Par ailleurs, je sais que je dois à des instants plus ou moins prolongés de présence consciente d’avoir soudainement ressenti l’envie de poser un acte, donc d’agir, ou simplement d’exprimer quelque chose à quelqu’un (ce qui se révèle encore être agir). Autrement dit, la pratique mentionnée est tout sauf une invitation à l’inaction, à la passivité, au désengagement. Et ici, aucune action, aucun engagement n’est dicté par une autre autorité que soi-même. De plus, ces actions sont justes, ajustées, alors qu’ordinairement, soucieux peut-être de ne pas rester sans rien faire, nous ne faisons que réagir. La réaction à une chose que l’on veut modifier la pérennise et l’empire même. Je doute qu’une des réponses à la prière ne puisse pas aussi être une invitation à l’action…

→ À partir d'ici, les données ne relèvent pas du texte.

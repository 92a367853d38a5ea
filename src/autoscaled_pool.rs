//! The AutoscaledPool (§4.F): a closed-loop concurrency controller driving
//! a single-threaded cooperative task loop. The absolute-time
//! `sleep_until` scheduling tick is the same idiom this codebase's worker
//! loop used for staggered request firing, generalized here from firing
//! HTTP requests to spawning crawler tasks.

use std::future::Future;
use std::pin::Pin;
use std::sync::atomic::{AtomicBool, AtomicUsize, Ordering};
use std::sync::Arc;

use tokio::sync::Mutex;
use tokio::task::JoinSet;
use tokio::time::{self, Duration, Instant};
use tracing::{debug, info, warn};

use crate::errors::CrawlerError;
use crate::system_status::{SystemStatus, SystemStatusOptions};

#[derive(Debug, Clone, Copy)]
pub struct AutoscaledPoolOptions {
    pub min_concurrency: usize,
    pub max_concurrency: usize,
    pub desired_concurrency_ratio: f64,
    pub scale_up_step_ratio: f64,
    pub scale_down_step_ratio: f64,
    pub maybe_run_interval_millis: u64,
    /// `None` = unbounded.
    pub max_tasks_per_minute: Option<u32>,
    pub logging_interval_millis: Option<u64>,
    pub abort_timeout_millis: u64,
}

impl Default for AutoscaledPoolOptions {
    fn default() -> Self {
        AutoscaledPoolOptions {
            min_concurrency: 1,
            max_concurrency: 200,
            desired_concurrency_ratio: 0.90,
            scale_up_step_ratio: 0.05,
            scale_down_step_ratio: 0.05,
            maybe_run_interval_millis: 500,
            max_tasks_per_minute: None,
            logging_interval_millis: Some(60_000),
            abort_timeout_millis: 30_000,
        }
    }
}

/// A token-bucket rate limiter enforcing `maxTasksPerMinute` on task
/// *starts*. Refills continuously rather than in discrete per-minute
/// resets, so a task starting at second 59 doesn't get a full new
/// allotment one second later.
struct TokenBucket {
    capacity: f64,
    tokens: Mutex<(f64, Instant)>,
    refill_per_sec: f64,
}

impl TokenBucket {
    fn new(max_per_minute: u32) -> Self {
        let capacity = max_per_minute as f64;
        TokenBucket {
            capacity,
            tokens: Mutex::new((capacity, Instant::now())),
            refill_per_sec: capacity / 60.0,
        }
    }

    async fn try_take(&self) -> bool {
        let mut guard = self.tokens.lock().await;
        let (tokens, last) = *guard;
        let elapsed = last.elapsed().as_secs_f64();
        let refilled = (tokens + elapsed * self.refill_per_sec).min(self.capacity);
        if refilled >= 1.0 {
            *guard = (refilled - 1.0, Instant::now());
            true
        } else {
            *guard = (refilled, Instant::now());
            false
        }
    }
}

type AsyncBoolFn = Box<dyn Fn() -> Pin<Box<dyn Future<Output = bool> + Send>> + Send + Sync>;
type AsyncUnitFn = Box<
    dyn Fn() -> Pin<Box<dyn Future<Output = Result<(), CrawlerError>> + Send>> + Send + Sync,
>;

/// Hooks supplied by the crawler runtime (§4.F): `isFinishedFunction`,
/// `isTaskReadyFunction`, `runTaskFunction`.
pub struct PoolHooks {
    pub is_finished: AsyncBoolFn,
    pub is_task_ready: AsyncBoolFn,
    pub run_task: AsyncUnitFn,
}

/// The concurrency controller. `current_concurrency` and
/// `desired_concurrency` are atomics so the scaling tick and task
/// completion callbacks can update them without holding the whole pool's
/// lock across an await.
pub struct AutoscaledPool {
    options: AutoscaledPoolOptions,
    desired_concurrency: AtomicUsize,
    current_concurrency: Arc<AtomicUsize>,
    finished_latch: Arc<AtomicBool>,
    aborted: Arc<AtomicBool>,
    rate_limiter: Option<Arc<TokenBucket>>,
}

impl AutoscaledPool {
    pub fn new(options: AutoscaledPoolOptions) -> Self {
        let rate_limiter = options.max_tasks_per_minute.map(|n| Arc::new(TokenBucket::new(n)));
        AutoscaledPool {
            desired_concurrency: AtomicUsize::new(options.min_concurrency),
            current_concurrency: Arc::new(AtomicUsize::new(0)),
            finished_latch: Arc::new(AtomicBool::new(false)),
            aborted: Arc::new(AtomicBool::new(false)),
            rate_limiter,
            options,
        }
    }

    pub fn current_concurrency(&self) -> usize {
        self.current_concurrency.load(Ordering::SeqCst)
    }

    pub fn desired_concurrency(&self) -> usize {
        self.desired_concurrency.load(Ordering::SeqCst)
    }

    /// Prevents future task starts; `run()` resolves once in-flight tasks
    /// drain, up to `abort_timeout_millis`.
    pub fn abort(&self) {
        self.aborted.store(true, Ordering::SeqCst);
    }

    /// A shared handle onto the abort flag this pool checks on every tick,
    /// so `isFinishedFunction`/`isTaskReadyFunction` hooks built outside the
    /// pool can observe abort without a back-reference to the pool itself.
    pub fn abort_flag(&self) -> Arc<AtomicBool> {
        self.aborted.clone()
    }

    /// Drives the loop until `isFinishedFunction()` returns true, the
    /// abort timeout elapses after `abort()`, or a spawned task panics
    /// (`PoolFatal`, §7).
    pub async fn run(
        &self,
        hooks: PoolHooks,
        system_status: &SystemStatus<'_>,
    ) -> Result<(), CrawlerError> {
        let mut join_set: JoinSet<Result<(), CrawlerError>> = JoinSet::new();
        let mut interval = time::interval(Duration::from_millis(self.options.maybe_run_interval_millis));
        let mut last_log = Instant::now();
        let abort_deadline_base = Duration::from_millis(self.options.abort_timeout_millis);
        let mut aborting_since: Option<Instant> = None;

        loop {
            interval.tick().await;

            if (hooks.is_finished)().await {
                self.finished_latch.store(true, Ordering::SeqCst);
            }

            if self.aborted.load(Ordering::SeqCst) {
                if aborting_since.is_none() {
                    aborting_since = Some(Instant::now());
                }
            }

            let finished = self.finished_latch.load(Ordering::SeqCst);
            let aborted = self.aborted.load(Ordering::SeqCst);

            if finished && join_set.is_empty() {
                break;
            }
            if aborted {
                if join_set.is_empty() {
                    break;
                }
                if aborting_since.unwrap().elapsed() >= abort_deadline_base {
                    warn!("abort timeout elapsed with tasks still in flight; dropping them");
                    join_set.abort_all();
                    break;
                }
            }

            // Step 2: spawn tasks up to desired_concurrency while ready
            // and (if configured) the rate limiter permits.
            if !finished && !aborted {
                while self.current_concurrency.load(Ordering::SeqCst)
                    < self.desired_concurrency.load(Ordering::SeqCst)
                {
                    if !(hooks.is_task_ready)().await {
                        break;
                    }
                    if let Some(bucket) = &self.rate_limiter {
                        if !bucket.try_take().await {
                            break;
                        }
                    }
                    self.current_concurrency.fetch_add(1, Ordering::SeqCst);
                    let current_concurrency = self.current_concurrency.clone();
                    let run_task_result = (hooks.run_task)();
                    join_set.spawn(async move {
                        let result = run_task_result.await;
                        current_concurrency.fetch_sub(1, Ordering::SeqCst);
                        result
                    });
                }
            }

            // Drain completed tasks without blocking the tick; propagate
            // the first PoolFatal.
            while let Some(joined) = join_set.try_join_next() {
                match joined {
                    Ok(Ok(())) => {}
                    Ok(Err(e)) => return Err(e),
                    Err(join_err) => {
                        return Err(CrawlerError::PoolFatal(join_err.to_string()));
                    }
                }
            }

            // Step 3: autoscale off the *historical* window only (§5).
            let historical = system_status.get_historical_status().await;
            let desired = self.desired_concurrency.load(Ordering::SeqCst);
            let current = self.current_concurrency.load(Ordering::SeqCst);
            let busy_threshold = (desired as f64 * self.options.desired_concurrency_ratio).floor() as usize;

            if historical.is_system_idle && current >= busy_threshold {
                let step = ((desired as f64 * self.options.scale_up_step_ratio).ceil() as usize).max(1);
                let new_desired = (desired + step).min(self.options.max_concurrency);
                if new_desired != desired {
                    debug!(from = desired, to = new_desired, "scaling up");
                }
                self.desired_concurrency.store(new_desired, Ordering::SeqCst);
            } else if !historical.is_system_idle {
                let step = ((desired as f64 * self.options.scale_down_step_ratio).ceil() as usize).max(1);
                let new_desired = desired.saturating_sub(step).max(self.options.min_concurrency);
                if new_desired != desired {
                    debug!(from = desired, to = new_desired, "scaling down");
                }
                self.desired_concurrency.store(new_desired, Ordering::SeqCst);
            }

            if let Some(log_interval) = self.options.logging_interval_millis {
                if last_log.elapsed() >= Duration::from_millis(log_interval) {
                    info!(
                        current_concurrency = current,
                        desired_concurrency = self.desired_concurrency.load(Ordering::SeqCst),
                        "autoscaled pool status"
                    );
                    last_log = Instant::now();
                }
            }
        }

        // Drain any remaining joined results after the loop's final break.
        while let Some(joined) = join_set.try_join_next() {
            match joined {
                Ok(Ok(())) => {}
                Ok(Err(e)) => return Err(e),
                Err(join_err) => return Err(CrawlerError::PoolFatal(join_err.to_string())),
            }
        }

        Ok(())
    }
}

Quand une intention claire est pleinement ressentie, jusqu’à en ressentir de la joie, voire de la gratitude, son accomplissement ou quelque chose d’heureux ne tarde pas à se produire. Cela ne fait pas appel à l’exigence. S’il y a exigence, c’est encore qu’il y a une croyance contraire à l’attente affirmée. Et l’on peut vérifier que ce qui a été obtenu sous une forme de contrainte ne contente pas le demandeur de façon durable. C’est pourquoi une exigence à peine satisfaite en fait naître une nouvelle. Et c’est sans fin ! (Ainsi, d’ailleurs, bien malheureuse est la personne qui répond, soi-disant pour « avoir la paix », aux exigences d’une autre !)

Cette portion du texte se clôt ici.